Literature DB >> 29788845

Brain perfusion evaluated by regional tissue oxygenation as a possible quality indicator of ongoing cardiopulmonary resuscitation. An experimental porcine cardiac arrest study.

Tomáš Bouček1,2, Mikuláš Mlček3, Petra Krupičková2,4, Michal Huptych5, Tomáš Belza2, Otomar Kittnar4, Aleš Linhart1, Jan Bělohlávek1.   

Abstract

INTRODUCTION: Relationship between regional tissue oxygenation (rSO2) and microcirculatory changes during cardiac arrest (CA) are still unclear.
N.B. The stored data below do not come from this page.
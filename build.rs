//! Build script for embedding the built-in songs
//!
//! Reads `songs/builtin.songs` (one `name:note,note,...` song per line) and
//! generates a static table that `song::builtin_songs` turns into `Song`s.

use std::env;
use std::fs::{read_to_string, File};
use std::io::Write;
use std::path::Path;

fn main() {
    println!("cargo:rerun-if-changed=songs/builtin.songs");

    let out_dir = env::var("OUT_DIR").unwrap();
    let dest_path = Path::new(&out_dir).join("builtin_songs.rs");
    let mut out = File::create(&dest_path).unwrap();

    let source = read_to_string("songs/builtin.songs").unwrap();
    let mut songs = Vec::new();

    for (line_no, line) in source.lines().enumerate() {
        let line = line.trim();
        if line.is_empty() || line.starts_with('#') {
            continue;
        }
        let (name, body) = line
            .split_once(':')
            .unwrap_or_else(|| panic!("songs/builtin.songs:{}: expected name:notes", line_no + 1));
        let notes: Vec<u8> = body
            .split(',')
            .map(str::trim)
            .filter(|item| !item.is_empty())
            .map(|item| {
                item.parse::<u8>().unwrap_or_else(|_| {
                    panic!("songs/builtin.songs:{}: bad note {:?}", line_no + 1, item)
                })
            })
            .collect();
        if notes.is_empty() {
            panic!("songs/builtin.songs:{}: song has no notes", line_no + 1);
        }
        songs.push((name.trim().to_string(), notes));
    }

    if songs.is_empty() {
        panic!("No built-in songs found in songs/builtin.songs!");
    }

    writeln!(out, "pub static BUILTIN_SONGS: &[(&str, &[u8])] = &[").unwrap();
    for (name, notes) in &songs {
        let list: Vec<String> = notes.iter().map(|n| n.to_string()).collect();
        writeln!(out, "    ({:?}, &[{}]),", name, list.join(", ")).unwrap();
    }
    writeln!(out, "];").unwrap();
}
//! Sine tone rendering for a single MIDI note.

use std::f32::consts::PI;

pub const SAMPLE_RATE: u32 = 44_100;
pub const DEFAULT_NOTE_SECONDS: f32 = 0.55;

const ATTACK_SECONDS: f32 = 0.015;
const RELEASE_SECONDS: f32 = 0.2;
const AMPLITUDE: f32 = 0.3;

pub fn midi_to_hz(note: u8) -> f32 {
    440.0 * 2.0f32.powf((note as f32 - 69.0) / 12.0)
}

// Evenly spaced ramp from `from` to `to` over `steps` points, both ends included
fn ramp(index: usize, steps: usize, from: f32, to: f32) -> f32 {
    if steps <= 1 {
        return from;
    }
    from + (to - from) * index as f32 / (steps - 1) as f32
}

/// Render `seconds` of a sine at the note's pitch with a short linear attack
/// and a linear release that reaches silence on the last sample.
pub fn render_note(note: u8, sample_rate: u32, seconds: f32) -> Vec<f32> {
    let frequency = midi_to_hz(note);
    let len = (sample_rate as f32 * seconds.max(0.0)) as usize;
    let attack = ((ATTACK_SECONDS * sample_rate as f32) as usize).max(1);
    let release = ((RELEASE_SECONDS * sample_rate as f32) as usize)
        .max(1)
        .min(len);
    let release_start = len - release;

    (0..len)
        .map(|i| {
            let t = i as f32 / sample_rate as f32;
            let mut envelope = 1.0;
            if i < attack {
                envelope = ramp(i, attack, 0.0, 1.0);
            }
            if i >= release_start {
                envelope *= ramp(i - release_start, release, 1.0, 0.0);
            }
            (2.0 * PI * frequency * t).sin() * envelope * AMPLITUDE
        })
        .collect()
}
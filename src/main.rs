use keysinger::cli::run_cli;

fn main() {
    env_logger::init();

    if let Err(e) = run_cli() {
        eprintln!("❌ {}", e);
        std::process::exit(1);
    }
}
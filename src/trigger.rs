//! Glue between key events and the sequencer.

use std::io::{self, Write};
use std::sync::{Arc, Mutex, PoisonError};
use std::time::Instant;

use log::{trace, warn};

use crate::player::Player;
use crate::sequencer::{SequencerState, TriggerResult};

/// Turns key presses into notes: advances the shared sequencer, hands the
/// note to the player and prints one status line per accepted press.
///
/// The player and the status writer are called while the sequencer is
/// locked, so both must return promptly.
pub struct TriggerHandler {
    state: Arc<SequencerState>,
    player: Arc<dyn Player>,
    status: Mutex<Box<dyn Write + Send>>,
}

impl TriggerHandler {
    pub fn new(state: Arc<SequencerState>, player: Arc<dyn Player>) -> Self {
        Self::with_status_writer(state, player, Box::new(io::stdout()))
    }

    pub fn with_status_writer(
        state: Arc<SequencerState>,
        player: Arc<dyn Player>,
        status: Box<dyn Write + Send>,
    ) -> Self {
        TriggerHandler {
            state,
            player,
            status: Mutex::new(status),
        }
    }

    pub fn state(&self) -> &Arc<SequencerState> {
        &self.state
    }

    /// Called once per key press, whatever the key.
    pub fn on_key_event(&self) -> Option<TriggerResult> {
        self.on_key_event_at(Instant::now())
    }

    pub fn on_key_event_at(&self, now: Instant) -> Option<TriggerResult> {
        // Dispatch under the cursor lock so the player hears notes in the
        // order they were accepted; play() only hands the note off.
        let accepted = self.state.try_advance_with(now, |result| {
            self.player.play(result.note);
            self.report(result);
        });
        if accepted.is_none() {
            trace!("key press inside gate, ignored");
        }
        accepted
    }

    fn report(&self, result: &TriggerResult) {
        let mut status = self.status.lock().unwrap_or_else(PoisonError::into_inner);
        if let Err(e) = writeln!(status, "{}", result).and_then(|_| status.flush()) {
            warn!("failed to write status line: {}", e);
        }
    }
}
//! Note extraction from Standard MIDI Files.
//!
//! Only pitch order matters here: every note-on with non-zero velocity is
//! collected from every track, and the notes are ordered by their absolute
//! tick. Timing, channels and durations are discarded.

use std::fs;
use std::path::Path;

use log::trace;
use midly::{MidiMessage, Smf, TrackEventKind};

use crate::song::SongError;

/// Pitches of all note-on events in `data`, ordered by absolute tick.
///
/// Notes sharing a tick keep track order, then event order.
pub fn notes_from_bytes(data: &[u8]) -> Result<Vec<u8>, midly::Error> {
    let smf = Smf::parse(data)?;
    let mut notes: Vec<(u64, u8)> = Vec::new();

    for (track_index, track) in smf.tracks.iter().enumerate() {
        let mut abs_time = 0u64;
        for event in track.iter() {
            abs_time += event.delta.as_int() as u64;
            if let TrackEventKind::Midi {
                message: MidiMessage::NoteOn { key, vel },
                ..
            } = event.kind
            {
                if vel.as_int() > 0 {
                    trace!(
                        "track {} tick {}: note on {}",
                        track_index,
                        abs_time,
                        key.as_int()
                    );
                    notes.push((abs_time, key.as_int()));
                }
            }
        }
    }

    // sort_by_key is stable, which keeps the per-track ordering for ties
    notes.sort_by_key(|(tick, _)| *tick);
    Ok(notes.into_iter().map(|(_, key)| key).collect())
}

/// Read a MIDI file and return its note-on pitches in playing order.
pub fn load_midi_notes<P: AsRef<Path>>(path: P) -> Result<Vec<u8>, SongError> {
    let path = path.as_ref();
    let data = fs::read(path).map_err(|source| SongError::Io {
        path: path.to_path_buf(),
        source,
    })?;
    notes_from_bytes(&data).map_err(|source| SongError::Midi {
        path: path.to_path_buf(),
        source,
    })
}
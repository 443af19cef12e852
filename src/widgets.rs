//! Reusable clickable UI components.
//!
//! Components co-locate rendering and click-target registration so a
//! region's visual position and its hit region can never drift apart.
//!
//! # Components
//!
//! - [`ChipBar`] — a wrapping row of clickable "chips" (the suggested
//!   topics under the search box).

use ratzilla::ratatui::layout::Rect;
use ratzilla::ratatui::style::Style;
use ratzilla::ratatui::text::{Line, Span};
use ratzilla::ratatui::widgets::Paragraph;
use ratzilla::ratatui::Frame;

use crate::input::ClickState;

/// Computed position of one chip after wrapping.
#[derive(Debug, Clone, PartialEq)]
pub struct ChipPos {
    /// Line index within the chip area (0-based).
    pub line: u16,
    /// Column offset within the area.
    pub x: u16,
    /// Display width of the padded label.
    pub width: u16,
    pub action_id: u16,
}

/// A wrapping row of clickable chips.
///
/// Labels are laid out greedily left-to-right and wrap to a new line when
/// the area width is exhausted, like an inline-flex row. Each chip
/// registers a click target matching its rendered rectangle.
///
/// # Example
/// ```ignore
/// ChipBar::new(1)
///     .chip("Electromagnetism", chip_style, SUGGESTION_BASE)
///     .chip("Thermodynamics", chip_style, SUGGESTION_BASE + 1)
///     .render(f, area, &mut cs);
/// ```
pub struct ChipBar {
    chips: Vec<(String, Style, u16)>,
    /// Columns between adjacent chips on the same line.
    gap: u16,
}

impl ChipBar {
    pub fn new(gap: u16) -> Self {
        Self {
            chips: Vec::new(),
            gap,
        }
    }

    /// Add a chip with its label, style, and action ID. The label is
    /// padded with one space on each side when rendered.
    pub fn chip(mut self, label: impl Into<String>, style: Style, action_id: u16) -> Self {
        self.chips.push((label.into(), style, action_id));
        self
    }

    /// Greedy wrap layout for the given content width. Pure, so the exact
    /// chip rectangles are testable without a frame.
    pub fn layout(&self, width: u16) -> Vec<ChipPos> {
        let mut out = Vec::with_capacity(self.chips.len());
        let mut line: u16 = 0;
        let mut cursor: u16 = 0;

        for (label, _, action_id) in &self.chips {
            let padded = format!(" {} ", label);
            let w = Line::from(padded.as_str()).width() as u16;

            let needed = if cursor == 0 { w } else { cursor + self.gap + w };
            if cursor > 0 && needed > width {
                line += 1;
                cursor = 0;
            }
            let x = if cursor == 0 { 0 } else { cursor + self.gap };
            out.push(ChipPos {
                line,
                x,
                width: w,
                action_id: *action_id,
            });
            cursor = x + w;
        }
        out
    }

    /// Number of lines the chips occupy at the given width.
    pub fn rows(&self, width: u16) -> u16 {
        self.layout(width).last().map(|p| p.line + 1).unwrap_or(0)
    }

    /// Render the chips and register one click target per chip. Chips
    /// that wrap past the bottom of `area` are clipped and not
    /// registered.
    pub fn render(self, f: &mut Frame, area: Rect, cs: &mut ClickState) {
        let positions = self.layout(area.width);

        let row_count = positions.last().map(|p| p.line + 1).unwrap_or(0);
        let mut rows: Vec<Vec<Span>> = vec![Vec::new(); row_count as usize];
        let mut cursors: Vec<u16> = vec![0; row_count as usize];

        for (pos, (label, style, _)) in positions.iter().zip(self.chips.iter()) {
            if pos.line >= area.height {
                continue;
            }
            let spans = &mut rows[pos.line as usize];
            let cursor = &mut cursors[pos.line as usize];
            if pos.x > *cursor {
                spans.push(Span::raw(" ".repeat((pos.x - *cursor) as usize)));
            }
            spans.push(Span::styled(format!(" {} ", label), *style));
            *cursor = pos.x + pos.width;

            cs.add_click_target(
                Rect::new(
                    area.x + pos.x,
                    area.y + pos.line,
                    pos.width.min(area.width.saturating_sub(pos.x)),
                    1,
                ),
                pos.action_id,
            );
        }

        let lines: Vec<Line> = rows.into_iter().map(Line::from).collect();
        f.render_widget(Paragraph::new(lines), area);
    }
}

#[cfg(test)]
mod tests {
    use super::*;

    fn bar(labels: &[&str]) -> ChipBar {
        let mut bar = ChipBar::new(1);
        for (i, label) in labels.iter().enumerate() {
            bar = bar.chip(*label, Style::default(), 100 + i as u16);
        }
        bar
    }

    // ── layout ─────────────────────────────────────────────────────

    #[test]
    fn single_line_when_everything_fits() {
        // " ab " = 4 cols, " cde " = 5 cols, gap 1 → total 10
        let positions = bar(&["ab", "cde"]).layout(20);
        assert_eq!(
            positions,
            vec![
                ChipPos { line: 0, x: 0, width: 4, action_id: 100 },
                ChipPos { line: 0, x: 5, width: 5, action_id: 101 },
            ]
        );
    }

    #[test]
    fn wraps_when_width_exhausted() {
        // Each padded chip is 4 cols; width 9 fits two (4+1+4) but not three.
        let positions = bar(&["ab", "cd", "ef"]).layout(9);
        assert_eq!(positions[0].line, 0);
        assert_eq!(positions[1].line, 0);
        assert_eq!(positions[2].line, 1);
        assert_eq!(positions[2].x, 0);
    }

    #[test]
    fn oversized_chip_gets_its_own_line() {
        let positions = bar(&["ab", "a-very-long-topic-label"]).layout(10);
        assert_eq!(positions[0].line, 0);
        assert_eq!(positions[1].line, 1);
        // Still placed (clipped at render time), never dropped.
        assert_eq!(positions[1].x, 0);
    }

    #[test]
    fn rows_counts_wrapped_lines() {
        let chips = bar(&["ab", "cd", "ef", "gh"]);
        assert_eq!(chips.rows(100), 1);
        let chips = bar(&["ab", "cd", "ef", "gh"]);
        assert_eq!(chips.rows(9), 2);
        assert_eq!(ChipBar::new(1).rows(40), 0);
    }

    #[test]
    fn suggested_topics_fit_three_rows_on_narrow_screens() {
        let chips = bar(&crate::app::SUGGESTED_TOPICS);
        assert!(chips.rows(40) <= 3);
        let chips = bar(&crate::app::SUGGESTED_TOPICS);
        assert_eq!(chips.rows(120), 1);
    }
}
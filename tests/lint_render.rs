//! Lint: presentation modules must not touch the DOM.
//!
//! Every render branch is asserted against a `TestBackend` buffer in unit
//! tests, which only works while rendering stays a pure function of state
//! and frame. A `web_sys` call sneaking into a presentation module would
//! compile fine and then panic on native test runs (wasm-bindgen imports
//! cannot be called off-wasm), so the boundary is enforced at the source
//! level: DOM access belongs in `main.rs` only.
//!
//! This test scans the presentation modules and flags any non-comment
//! line that mentions `web_sys`.

use std::fs;
use std::path::Path;

/// Modules that must stay DOM-free.
const PRESENTATION_MODULES: [&str; 6] = [
    "src/render.rs",
    "src/chart.rs",
    "src/widgets.rs",
    "src/theme.rs",
    "src/input.rs",
    "src/time.rs",
];

/// Scan source for non-comment lines that mention `web_sys`.
fn find_dom_access(source: &str) -> Vec<(usize, String)> {
    let mut violations = Vec::new();

    for (line_num_0, line) in source.lines().enumerate() {
        let trimmed = line.trim();

        // Skip comments
        if trimmed.starts_with("//") || trimmed.starts_with("//!") || trimmed.starts_with("///") {
            continue;
        }

        if trimmed.contains("web_sys") {
            violations.push((line_num_0 + 1, trimmed.to_string()));
        }
    }

    violations
}

#[test]
fn presentation_modules_do_not_touch_the_dom() {
    let root = Path::new(env!("CARGO_MANIFEST_DIR"));
    let mut all_violations = Vec::new();

    for module in PRESENTATION_MODULES {
        let path = root.join(module);
        let source = fs::read_to_string(&path)
            .unwrap_or_else(|e| panic!("cannot read {}: {}", path.display(), e));
        for (line_num, line) in find_dom_access(&source) {
            all_violations.push((module, line_num, line));
        }
    }

    if !all_violations.is_empty() {
        let mut msg = String::from(
            "Found web_sys access in presentation modules.\n\
             DOM access belongs in main.rs; rendering must stay a pure\n\
             function of state so TestBackend tests keep working.\n\n",
        );
        for (file, line_num, line) in &all_violations {
            msg.push_str(&format!("  {}:{}: {}\n", file, line_num, line));
        }
        panic!("{}", msg);
    }
}

#[cfg(test)]
mod tests {
    use super::*;

    #[test]
    fn detects_use_statement() {
        let source = "use web_sys::window;";
        assert_eq!(find_dom_access(source).len(), 1);
    }

    #[test]
    fn detects_qualified_call() {
        let source = r#"    let w = web_sys::window().unwrap();"#;
        assert_eq!(find_dom_access(source).len(), 1);
    }

    #[test]
    fn ignores_comments() {
        let source = "// web_sys is off-limits here\n//! web_sys too\n/// and web_sys here";
        assert!(find_dom_access(source).is_empty());
    }

    #[test]
    fn clean_source_passes() {
        let source = "fn render() {\n    let x = 1;\n}\n";
        assert!(find_dom_access(source).is_empty());
    }

    #[test]
    fn reports_one_based_line_numbers() {
        let source = "fn a() {}\nuse web_sys::Window;";
        let violations = find_dom_access(source);
        assert_eq!(violations[0].0, 2);
    }
}
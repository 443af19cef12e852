//! Shared input handling: normalized events, click targets, and
//! pixel→cell coordinate conversion.
//!
//! Rendering registers a rectangular click target for every interactive
//! region on each frame; the mouse handler converts DOM pixel coordinates
//! to terminal cells and hit-tests them here. Keyboard input is normalized
//! into search-box edits and a submit action.

use ratzilla::ratatui::layout::Rect;

/// All input the app reacts to, normalized from keyboard, mouse, and
/// touch sources.
#[derive(Debug, Clone, PartialEq)]
pub enum InputEvent {
    /// A printable character typed into the search box.
    Char(char),
    /// Backspace in the search box.
    Backspace,
    /// Enter — submits the search box.
    Enter,
    /// A click/tap on a registered target, identified by its action ID
    /// (constants in `app.rs`).
    Click(u16),
}

/// A region on screen that can be tapped/clicked to trigger an action.
#[derive(Debug, Clone)]
pub struct ClickTarget {
    /// The rectangular region (in terminal cell coordinates) for hit testing.
    pub rect: Rect,
    pub action_id: u16,
}

/// Shared state between the render loop and the click handler. Targets are
/// cleared and re-registered on every frame, so they always match what is
/// actually on screen.
pub struct ClickState {
    pub targets: Vec<ClickTarget>,
    pub terminal_cols: u16,
    pub terminal_rows: u16,
}

impl ClickState {
    pub fn new() -> Self {
        Self {
            targets: Vec::new(),
            terminal_cols: 0,
            terminal_rows: 0,
        }
    }

    pub fn clear_targets(&mut self) {
        self.targets.clear();
    }

    /// Register a click target with a rectangular hit region.
    pub fn add_click_target(&mut self, rect: Rect, action_id: u16) {
        self.targets.push(ClickTarget { rect, action_id });
    }

    /// Convenience: register a full-row click target at the given row
    /// within an area. Rows outside the area are ignored.
    pub fn add_row_target(&mut self, area: Rect, row: u16, action_id: u16) {
        if row >= area.y && row < area.y + area.height {
            self.targets.push(ClickTarget {
                rect: Rect::new(area.x, row, area.width, 1),
                action_id,
            });
        }
    }

    /// Hit-test a terminal cell coordinate. Later-registered (topmost)
    /// targets win when regions overlap.
    pub fn hit_test(&self, col: u16, row: u16) -> Option<u16> {
        self.targets.iter().rev().find_map(|t| {
            let r = &t.rect;
            if col >= r.x && col < r.x + r.width && row >= r.y && row < r.y + r.height {
                Some(t.action_id)
            } else {
                None
            }
        })
    }
}

/// Determine whether a screen width (in columns) should use the stacked
/// single-column layout.
pub fn is_narrow_layout(width: u16) -> bool {
    width < 70
}

/// Convert a pixel Y coordinate (relative to the grid container's top
/// edge) to a terminal row index. `None` when outside the grid.
pub fn pixel_y_to_row(click_y: f64, grid_height: f64, terminal_rows: u16) -> Option<u16> {
    if grid_height <= 0.0 || terminal_rows == 0 || click_y < 0.0 {
        return None;
    }
    let cell_height = grid_height / terminal_rows as f64;
    let row = (click_y / cell_height) as u16;
    if row >= terminal_rows {
        return None;
    }
    Some(row)
}

/// Convert a pixel X coordinate to a terminal column index.
pub fn pixel_x_to_col(click_x: f64, grid_width: f64, terminal_cols: u16) -> Option<u16> {
    if grid_width <= 0.0 || terminal_cols == 0 || click_x < 0.0 {
        return None;
    }
    let cell_width = grid_width / terminal_cols as f64;
    let col = (click_x / cell_width) as u16;
    if col >= terminal_cols {
        None
    } else {
        Some(col)
    }
}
Therefore, we designed an experimental study to correlate rSO2, microcirculation and systemic hemodynamic parameters in a porcine model of CA.
METHODS: Ventricular fibrillation was induced in 24 female pigs (50±3kg) and left for three minutes untreated followed by five minutes of mechanical CPR. Regional and peripheral saturations were assessed by near-infrared spectroscopy, sublingual microcirculation by Sidestream Dark Field technology and continuous hemodynamic parameters, including systemic blood pressure (MAP) and carotid blood flow (CF), during baseline, CA and CPR periods. The Wilcoxon Signed-Rank test, the Friedman test and the partial correlation method were used to compare these parameters.
RESULTS: Brain and peripheral rSO2 showed a gradual decrease during CA and only an increase of brain rSO2 during mechanical CPR (34.5 to 42.5; p=0.0001), reflected by a rapid decrease of microcirculatory and hemodynamic parameters during CA and a slight increase during CPR. Peripheral rSO2 was not changed significantly during CPR (38 to 38.5; p=0.09). We only found a moderate correlation of cerebral/peripheral rSO2 to microcirculatory parameters (PVD: r=0.53/0.46; PPV: r=0.6/0.5 and MFI: r=0.64/0.52) and hemodynamic parameters (MAP: r=0.64/0.71 and CF: 0.71/0.67).
CONCLUSIONS: Our experimental study confirmed that monitoring brain and peripheral rSO2 is an easy-to-use method, well reflecting the hemodynamics during CA. However, only brain rSO2 reflects the CPR efforts and might be used as a potential quality indicator for CPR.

Entities:  

Keywords:  cardiac arrest; mechanical CPR; microcirculation; near-infrared spectroscopy; regional brain saturation

Mesh:

Year:  2018        PMID: 29788845     DOI: 10.1177/0267659118766282

Source DB:  PubMed          Journal:  Perfusion        ISSN: 0267-6591            Impact factor:   1.972


  1 in total

Review 1.  Personalized physiology-guided resuscitation in highly monitored patients with cardiac arrest-the PERSEUS resuscitation protocol.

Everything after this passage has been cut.